CHAPTER 8

4 2 0
                                    

Reva tidak bisa menahan senyum bahagianya hari ini. Cewek itu kembali melirik Papanya yang sibuk menyetir sesekali mengajaknya berbicara, seperti menanyakan bagaimana dirinya di sekolah, dan dengan siapa dirinya berteman. Pertanyan sederhana tapi mampu membuat dirinya bahagia. Baru kali ini ia merasakan kebahagian yang tidak bisa dijelaskan. Berangkat ke sekolah diantar oleh Papanya dengan pria iu sendiri yang menyetirnya. Padahal yang ia dengan dari Zico, asisten Papanya. Papanya tidak pernah menyetir mobil sendiri seperti yang dilakukannya sekarang. Biasanya Pria itu selalu mengandalkan Zico untuk menjadi supirnya kemanapun dirinya pergi. Tapi, kali ini Papanya rela melalukan hal yang tidak pernah ia lakukan hanya demi dirinya.

"Papa, makasih, ya," ucap Reva dengan senyum bahagia.

Albian menoleh pada Reva sekilas. Lalu, kembali fokus ke depan jalanan raya yang padat.

"Makasih untuk apa?" tanyanya kemudian.

"Untuk semalam dan pagi ini." Kernyitan di dahi Albian muncul. "Yang pertama, Papa udah nyelamatin aku dari pertunangan semalam.
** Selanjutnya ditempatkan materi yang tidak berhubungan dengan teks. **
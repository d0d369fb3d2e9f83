//! SQLite storage implementation for goals.

mod model;
mod repository;

pub use model::GoalDB;
pub use repository::GoalRepository;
Yang kedua, Papa udah mau berjanji buat selalu ada buat aku. Bahkan Papa minta maaf dan nyesel karena udah gak peduliin aku selama ini. Jujur, aku tersentuh banget. Aku gak nyangka kalo Papa bakal dateng ke aku buat ngucapin itu. Selama ini aku gak berani buat berharap sedikitpun kalo suatu saat nanti Papa datang buat nemuin aku, meluk aku sambil minta maaf. Engga, Pa. Aku gak berani, karena apa? Aku takut kecewa. Aku sadar diri hal itu gak bakal pernah terjadi." Senyum Reva berubah sendu.

Nafas Albian tercekat. Kedua tangannya mencengkeram stir untuk melampiaskan emosinya. Ia sangat tertampar mendengar penuturan sang putri yang membuat dirinya semakin sadar. Seburuk apa dirinya sebagai sosok Ayah. Yang seharusnya menjadi cinta pertama untuk anak perempuannya, kini menjadi luka paling dalam untuk anak perempuannya.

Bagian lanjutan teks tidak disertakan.